Vice president clears way for FDA to add inspectors in China

It took some persuasion from the vice president of the United States, but the FDA will soon add 10 drug inspectors to its office in China to help oversee that country's vast API and drug production industry. If the FDA's experience in India is an indicator, it will mean a raft of enforcement actions in a country that is considered to have weak enforcement by its own agency.

The FDA is adding 19 people to the staff of 9 it already has there, but 9 of those are food inspectors, according to Bloomberg. The FDA opened an office there in 2008 after being hammered for lax oversight when tainted Chinese heparin led to dozens of deaths in the U.S. The FDA has been trying to boost its presence in China for more than a year, but the Chinese government blocked visas of FDA employees assigned there. U.S. Vice President Joe Biden was able to get a final commitment for the expanded FDA presence during a visit to Beijing last week.

"It's a big request for any government to allow an increase in foreign inspectors in your country," Christopher Hickey, director of the FDA's China office, told Bloomberg.

The move should provide some relief to drugmakers as well as U.S. consumers. Western drugmakers are between a rock and a hard place when it comes to Chinese APIs. They know Chinese oversight of bulk APIs is insufficient to snuff out substandard producers, but since China and India have become the key suppliers to the industry, they can't live without them. "If China for some reason decided to stop exporting APIs, within three months all our pharmacies would be empty," Guy Villax, CEO of Hovione, told Reuters last year.

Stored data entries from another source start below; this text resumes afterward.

//! проверка инвариантов набора данных
//!
//! проверка не останавливается на первом нарушении: собираются все найденные нарушения,
//! чтобы испорченные данные можно было исправить за один проход

use std::collections::hash_map::Entry;
use std::collections::HashMap;

use thiserror::Error;

use crate::properties::{Block, Category, CategoryTree};
use crate::{Registry, Scope, LAST_CODEPOINT};

/// нарушенный инвариант
#[derive(Debug, Clone, PartialEq, Eq, Error)]
pub enum Violation
{
    #[error("некорректная версия Unicode: `{version}`")]
    InvalidUnicodeVersion
    {
        version: String,
    },

    #[error("блок {codename}: первый кодпоинт больше последнего")]
    InvertedBlockRange
    {
        codename: String,
    },

    #[error("блок {codename} выходит за пределы своей плоскости")]
    BlockOutsidePlane
    {
        codename: String,
    },

    #[error("блок {codename} следует раньше блока {previous}")]
    BlocksOutOfOrder
    {
        previous: String,
        codename: String,
    },

    #[error("блок {codename} пересекается с блоком {previous}")]
    OverlappingBlocks
    {
        previous: String,
        codename: String,
    },

    #[error("кодовое имя {codename} встречается больше одного раза")]
    DuplicateCodename
    {
        codename: String,
    },

    #[error("категория {category} входит в несколько групп")]
    CategoryWithSeveralParents
    {
        category: Category,
    },

    #[error("категория {category}: глубина иерархии больше двух уровней")]
    CategoryTooDeep
    {
        category: Category,
    },

    #[error("категория Cs не может иметь подкатегорий")]
    SurrogateNotLeaf,

    #[error("0x{id:X} за пределами кодового пространства Unicode")]
    CodepointOutOfRange
    {
        id: u32,
    },

    #[error("U+{id:04X}: пустое название")]
    EmptyName
    {
        id: u32,
    },

    #[error("U+{id:04X}: категория {category} не является листом иерархии")]
    NonLeafCategory
    {
        id: u32,
        category: Category,
    },

    #[error("U+{id:04X}: кодпоинту назначена категория Cs")]
    SurrogateAssigned
    {
        id: u32,
    },

    #[error("U+{id:04X} не входит ни в один блок")]
    CodepointWithoutBlock
    {
        id: u32,
    },

    #[error("{scope}: U+{id:04X} следует за U+{previous:04X}")]
    IdOrderBroken
    {
        scope: String,
        previous: u32,
        id: u32,
    },

    #[error("{codename}: перечисление блока отличается от общего перечисления")]
    BlockViewMismatch
    {
        codename: String,
    },

    #[error("{codename}: у U+{id:04X} в представлении блока указан блок")]
    BlockFieldInBlockView
    {
        codename: String,
        id: u32,
    },

    #[error("U+{id:04X}: в общем представлении указан блок, отличный от {codename}")]
    BlockFieldMismatch
    {
        codename: String,
        id: u32,
    },

    #[error("`{name}` - название или псевдоним и U+{first:04X}, и U+{second:04X}")]
    NameCollision
    {
        name: String,
        first: u32,
        second: u32,
    },
}

/// проверка всех инвариантов реестра
pub fn validate(registry: &Registry) -> Vec<Violation>
{
    let mut violations = vec![];

    if !is_valid_version(registry.unicode_version()) {
        violations.push(Violation::InvalidUnicodeVersion {
            version: registry.unicode_version().to_owned(),
        });
    }

    check_blocks(registry, &mut violations);
    check_categories(registry.categories(), &mut violations);
    check_records(registry, &mut violations);
    check_enumerations(registry, &mut violations);
    check_names(registry, &mut violations);

    violations
}

/// версия вида 14.0.0: числа через точку, первое - без ведущего нуля
fn is_valid_version(version: &str) -> bool
{
    !version.starts_with('0')
        && version
            .split('.')
            .all(|part| !part.is_empty() && part.bytes().all(|b| b.is_ascii_digit()))
}

/// диапазоны блоков, их порядок и уникальность кодовых имен
fn check_blocks(registry: &Registry, violations: &mut Vec<Violation>)
{
    let mut codenames: HashMap<&str, usize> = HashMap::new();

    for block in registry.blocks() {
        if block.from_codepoint() > block.to_codepoint() {
            violations.push(Violation::InvertedBlockRange {
                codename: block.codename().to_owned(),
            });
        }

        if !block.plane().contains(block.from_codepoint())
            || !block.plane().contains(block.to_codepoint())
        {
            violations.push(Violation::BlockOutsidePlane {
                codename: block.codename().to_owned(),
            });
        }

        let count = codenames.entry(block.codename()).or_default();
        *count += 1;

        if *count == 2 {
            violations.push(Violation::DuplicateCodename {
                codename: block.codename().to_owned(),
            });
        }
    }

    for pair in registry.blocks().windows(2) {
        let (previous, block) = (&pair[0], &pair[1]);

        if previous.from_codepoint() >= block.from_codepoint() {
            violations.push(Violation::BlocksOutOfOrder {
                previous: previous.codename().to_owned(),
                codename: block.codename().to_owned(),
            });
        }
    }

    // пересечения ищем по блокам, упорядоченным по началу: блок пересекается с тем из предыдущих,
    // который заканчивается дальше всех, если начинается не позже его конца
    let mut widest: Option<&Block> = None;

    for block in registry.blocks_by_start() {
        if block.from_codepoint() > block.to_codepoint() {
            continue;
        }

        if let Some(widest) = widest {
            if widest.to_codepoint() >= block.from_codepoint() {
                violations.push(Violation::OverlappingBlocks {
                    previous: widest.codename().to_owned(),
                    codename: block.codename().to_owned(),
                });
            }
        }

        if widest.map_or(true, |widest| block.to_codepoint() > widest.to_codepoint()) {
            widest = Some(block);
        }
    }
}

/// иерархия категорий - лес глубиной не больше двух уровней, Cs - лист
fn check_categories(tree: &CategoryTree, violations: &mut Vec<Violation>)
{
    let mut parents: HashMap<Category, Vec<Category>> = HashMap::new();

    for (group, child) in tree.edges() {
        let groups = parents.entry(child).or_default();

        if !groups.contains(&group) {
            groups.push(group);
        }
    }

    for category in tree.all() {
        if parents.get(&category).map_or(0, Vec::len) > 1 {
            violations.push(Violation::CategoryWithSeveralParents { category });
        }

        let too_deep = match tree.parent(category) {
            Some(parent) => parent == category || tree.parent(parent).is_some(),
            None => false,
        };

        if too_deep {
            violations.push(Violation::CategoryTooDeep { category });
        }
    }

    if !tree.is_leaf(Category::Surrogate) {
        violations.push(Violation::SurrogateNotLeaf);
    }
}

/// каждая запись по отдельности
fn check_records(registry: &Registry, violations: &mut Vec<Violation>)
{
    let tree = registry.categories();

    for record in registry.records() {
        let id = record.id;

        if id > LAST_CODEPOINT {
            violations.push(Violation::CodepointOutOfRange { id });
        }

        if record.name.is_empty() {
            violations.push(Violation::EmptyName { id });
        }

        if !tree.is_leaf(record.category) {
            violations.push(Violation::NonLeafCategory {
                id,
                category: record.category,
            });
        }

        if record.category == Category::Surrogate {
            violations.push(Violation::SurrogateAssigned { id });
        }

        if registry.block_for_codepoint(id).is_none() {
            violations.push(Violation::CodepointWithoutBlock { id });
        }
    }
}

/// возрастание кодов в каждом перечислении и согласованность представлений блоков с общим
fn check_enumerations(registry: &Registry, violations: &mut Vec<Violation>)
{
    check_order(registry, Scope::Global, violations);

    // общее представление: коды и блоки в порядке перечисления, и позиции в нем по возрастанию кода
    let global: Vec<(u32, Option<&Block>)> = registry
        .enumerate(Scope::Global)
        .map(|(info, _)| (info.id(), info.block()))
        .collect();

    let mut by_code: Vec<usize> = (0 .. global.len()).collect();
    by_code.sort_by_key(|&i| global[i].0);

    for block in registry.blocks() {
        let scope = Scope::Block(block);
        check_order(registry, scope, violations);

        let codename = block.codename();
        let mut block_ids = vec![];

        for (info, _) in registry.enumerate(scope) {
            if info.block().is_some() {
                violations.push(Violation::BlockFieldInBlockView {
                    codename: codename.to_owned(),
                    id: info.id(),
                });
            }

            block_ids.push(info.id());
        }

        // кодпоинты из диапазона блока, в порядке общего перечисления
        let from = by_code.partition_point(|&i| global[i].0 < block.from_codepoint());
        let to = by_code.partition_point(|&i| global[i].0 <= block.to_codepoint());

        let mut positions = by_code[from .. to.max(from)].to_vec();
        positions.sort_unstable();

        let mut global_ids = Vec::with_capacity(positions.len());

        for (id, global_block) in positions.into_iter().map(|i| global[i]) {
            if global_block != Some(block) {
                violations.push(Violation::BlockFieldMismatch {
                    codename: codename.to_owned(),
                    id,
                });
            }

            global_ids.push(id);
        }

        if block_ids != global_ids {
            violations.push(Violation::BlockViewMismatch {
                codename: codename.to_owned(),
            });
        }
    }
}

fn check_order(registry: &Registry, scope: Scope, violations: &mut Vec<Violation>)
{
    for (info, previous) in registry.enumerate(scope) {
        let previous = match previous {
            Some(previous) => previous,
            None => continue,
        };

        if info.id() <= previous.id() {
            violations.push(Violation::IdOrderBroken {
                scope: scope.to_string(),
                previous: previous.id(),
                id: info.id(),
            });
        }
    }
}

/// название или псевдоним не может принадлежать двум разным записям
///
/// совпадения в пределах одной записи допустимы (название Unicode 1.0 часто повторяется
/// в информативных псевдонимах)
fn check_names(registry: &Registry, violations: &mut Vec<Violation>)
{
    let mut owners: HashMap<&str, u32> = HashMap::with_capacity(registry.len());

    for record in registry.records() {
        for name in record.names() {
            match owners.entry(name) {
                Entry::Occupied(entry) if *entry.get() != record.id => {
                    violations.push(Violation::NameCollision {
                        name: name.to_owned(),
                        first: *entry.get(),
                        second: record.id,
                    });
                }
                Entry::Occupied(_) => (),
                Entry::Vacant(entry) => {
                    entry.insert(record.id);
                }
            }
        }
    }
}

While China is believed to be understaffed and unable to keep on top of its burgeoning drug production industry, Western drugmakers say it is making more of an effort. When drugmakers provide Chinese authorities with evidence of companies making counterfeits of their products, they will take action. Last year China cracked down when it found companies using gelatin from scrap leather that contained toxic chemicals to produce drug capsules. It sent 7 people to prison and closed dozens of production facilities.

India is the other major API maker, as well as the producer of about 40% of the generic drugs sold in the U.S. The U.S. boosted its staff there this year and since then has issued a raft of actions against some of the country's largest generic drugmakers. It has banned drugs coming out of two of Wockhardt's Indian plants this year and banned products from a third Indian plant of Ranbaxy Laboratories, a company that in May pleaded guilty to charges that it earlier had falsified data and then shipped subpar products to the U.S.

It will take about a year to fill out the staff in China, Hickey told Bloomberg. Some earlier hires moved on when they couldn't get visas. The FDA can still send U.S.-based personnel, as it has for years. Hickey hedged when asked if having more inspectors there will lead to more actions. "One thing we have seen with our inspections overseas in India, and here in China, is that over time, inspectors are better able to identify specific problems in the firms."